The reality of deaths from gun violence in the United States is a thousand times worse than the instances that grab the most media attention. And aside from deaths, there are the countless people who are survivors of gun violence, and their friends and loved ones who must move forward one way or another. We’re a deeply sick country.

It does seem that state Democrats will attempt to pass some modest gun safety reforms. Following the mass shooting at Oxford High School (located in Michigan) in November 2021, Michigan Democrats have rallied around three main gun law reforms. Those include red flag laws, safe storage laws, and universal background checks. Gov. Gretchen Whitmer included the trio as a priority under the state’s newly acquired Democratic trifecta. Still, Michigan Republicans are still trying to block even these measures by reframing the debate as being solely about mental illness.  

It’s a sleight of hand operation. Of course, everyone wants more mental health services. But even if it were the case that every perpetrator of gun violence were mentally ill, it would still be a problem that such people can get access to lethal weapons so easily.

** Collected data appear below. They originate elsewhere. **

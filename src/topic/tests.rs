//! Topic matcher tests

use std::sync::Arc;

use pretty_assertions::assert_eq;
use test_case::test_case;

use super::*;

fn id(s: &str) -> Arc<str> {
    Arc::from(s)
}

fn publish(topic: &str, payload: &'static str, qos: QoS, retain: bool) -> Publish {
    Publish::new(topic, payload, qos, retain)
}

fn targets(matcher: &TopicMatcher, p: &Publish) -> Vec<(String, QoS)> {
    let mut out: Vec<(String, QoS)> = matcher
        .publish(p)
        .into_iter()
        .map(|s| (s.client_id.to_string(), s.qos))
        .collect();
    out.sort();
    out
}

#[test_case("a/+/c", "a/b/c", true ; "plus matches middle level")]
#[test_case("a/+/c", "a/b/c/d", false ; "plus does not swallow extra level")]
#[test_case("a/#", "a", true ; "hash matches parent")]
#[test_case("a/#", "a/b", true ; "hash matches one level")]
#[test_case("a/#", "a/b/c", true ; "hash matches many levels")]
#[test_case("a/+", "a", false ; "plus needs a level")]
#[test_case("#", "anything/at/all", true ; "bare hash")]
#[test_case("+/+", "a/b", true ; "two plus")]
#[test_case("sensors/+/temp", "sensors/7/temp", true ; "sensor wildcard")]
fn test_wildcard_matching(filter: &str, topic: &str, expected: bool) {
    let matcher = TopicMatcher::new();
    matcher
        .subscribe(&id("client"), filter, QoS::AtMostOnce)
        .unwrap();
    let matched = !matcher.matches(topic, QoS::AtMostOnce).is_empty();
    assert_eq!(matched, expected);
    assert_eq!(topic_matches_filter(topic, filter), expected);
}

#[test]
fn test_hash_mid_path_rejected() {
    let matcher = TopicMatcher::new();
    let err = matcher
        .subscribe(&id("client"), "a/#/b", QoS::AtMostOnce)
        .unwrap_err();
    assert!(matches!(err, TopicError::InvalidFilter(_)));
    assert!(matcher.matches("a/x/b", QoS::AtMostOnce).is_empty());
}

#[test]
fn test_qos_downgrade() {
    let matcher = TopicMatcher::new();
    matcher
        .subscribe(&id("q1"), "t", QoS::AtLeastOnce)
        .unwrap();
    matcher
        .subscribe(&id("q2"), "t", QoS::ExactlyOnce)
        .unwrap();

    assert_eq!(
        targets(&matcher, &publish("t", "x", QoS::ExactlyOnce, false)),
        vec![
            ("q1".to_string(), QoS::AtLeastOnce),
            ("q2".to_string(), QoS::ExactlyOnce)
        ]
    );
    assert_eq!(
        targets(&matcher, &publish("t", "x", QoS::AtMostOnce, false)),
        vec![
            ("q1".to_string(), QoS::AtMostOnce),
            ("q2".to_string(), QoS::AtMostOnce)
        ]
    );
}

#[test]
fn test_overlapping_filters_deliver_once_at_highest_qos() {
    let matcher = TopicMatcher::new();
    let client = id("c");
    matcher.subscribe(&client, "a/#", QoS::AtMostOnce).unwrap();
    matcher.subscribe(&client, "a/+", QoS::ExactlyOnce).unwrap();
    matcher.subscribe(&client, "a/b", QoS::AtLeastOnce).unwrap();

    assert_eq!(
        targets(&matcher, &publish("a/b", "x", QoS::ExactlyOnce, false)),
        vec![("c".to_string(), QoS::ExactlyOnce)]
    );
}

#[test]
fn test_unsubscribe_all_removes_every_filter() {
    let matcher = TopicMatcher::new();
    let client = id("gone");
    matcher.subscribe(&client, "x/y", QoS::AtLeastOnce).unwrap();
    matcher.subscribe(&client, "x/#", QoS::AtLeastOnce).unwrap();
    matcher.subscribe(&id("stays"), "x/y", QoS::AtMostOnce).unwrap();

    assert_eq!(matcher.unsubscribe_all("gone"), 2);
    assert_eq!(
        targets(&matcher, &publish("x/y", "x", QoS::AtLeastOnce, false)),
        vec![("stays".to_string(), QoS::AtMostOnce)]
    );
}

#[test]
fn test_unsubscribe_single_filter() {
    let matcher = TopicMatcher::new();
    let client = id("c");
    matcher.subscribe(&client, "a/b", QoS::AtMostOnce).unwrap();
    assert!(matcher.unsubscribe("c", "a/b"));
    assert!(!matcher.unsubscribe("c", "a/b"));
    assert!(matcher.matches("a/b", QoS::AtMostOnce).is_empty());
}

#[test]
fn test_retained_delivered_on_subscribe() {
    let matcher = TopicMatcher::new();
    let subs = matcher.publish(&publish("status/7", "online", QoS::AtLeastOnce, true));
    assert!(subs.is_empty());
    assert_eq!(matcher.retained_count(), 1);

    let retained = matcher
        .subscribe(&id("late"), "status/7", QoS::AtMostOnce)
        .unwrap();
    assert_eq!(retained.len(), 1);
    let delivered = retained[0].to_publish(QoS::AtMostOnce);
    assert_eq!(&*delivered.topic, "status/7");
    assert_eq!(&delivered.payload[..], b"online");
    assert_eq!(delivered.qos, QoS::AtMostOnce);
    assert!(delivered.retain);
}

#[test]
fn test_retained_replaced_and_cleared() {
    let matcher = TopicMatcher::new();
    matcher.publish(&publish("status/7", "one", QoS::AtMostOnce, true));
    matcher.publish(&publish("status/7", "two", QoS::AtMostOnce, true));
    let retained = matcher.retained_for("status/+");
    assert_eq!(retained.len(), 1);
    assert_eq!(&retained[0].payload[..], b"two");

    matcher.publish(&publish("status/7", "", QoS::AtMostOnce, true));
    assert!(matcher.retained_for("status/#").is_empty());
    assert_eq!(matcher.retained_count(), 0);
}

#[test]
fn test_non_retained_publish_does_not_store() {
    let matcher = TopicMatcher::new();
    matcher.publish(&publish("status/7", "x", QoS::AtMostOnce, false));
    assert_eq!(matcher.retained_count(), 0);
}

#[test]
fn test_deep_topics_never_reach_the_trie() {
    let matcher = TopicMatcher::with_max_levels(8);
    matcher.subscribe(&id("watcher"), "#", QoS::AtMostOnce).unwrap();

    let deep = vec!["a"; 30_000].join("/");
    let retained = publish(&deep, "x", QoS::AtMostOnce, true);
    assert!(matcher.publish(&retained).is_empty());
    assert_eq!(matcher.retained_count(), 0);

    assert!(matches!(
        matcher.subscribe(&id("watcher"), "a/b/c/d/e/f/g/h/#", QoS::AtMostOnce),
        Err(TopicError::InvalidFilter(_))
    ));
    assert_eq!(
        targets(&matcher, &publish("a/b/c", "x", QoS::AtMostOnce, false)),
        vec![("watcher".to_string(), QoS::AtMostOnce)]
    );
}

Witness the numerous mass shootings where law enforcement officials had warnings prior to their crimes—the system we have governing firearms clearly does not work.  

Now, Democrats in Michigan have the opportunity to prove that "Spartan Strong," "Uvalde Strong," "Oxford Strong," or "insert-whatever-next-tragedy-happens Strong" isn’t just a whitewashed "thoughts and prayers."

On Wednesday, more than a hundred Michigan State University students sat outside the Capitol in Lansing. Their demands are pretty simple for the Democratic trifecta. Paige Lawson, a sophomore at Michigan State, told the Detroit News, "No more people need to die. We just need to have more gun reform and legislation to protect children." In a country with as many guns as ours in circulation, no single law could possibly curb every instance or potential instance of gun violence. But at least pushing forward something that begins to address the violence would be far better than the blithe inaction that follows the typical American mass shooting.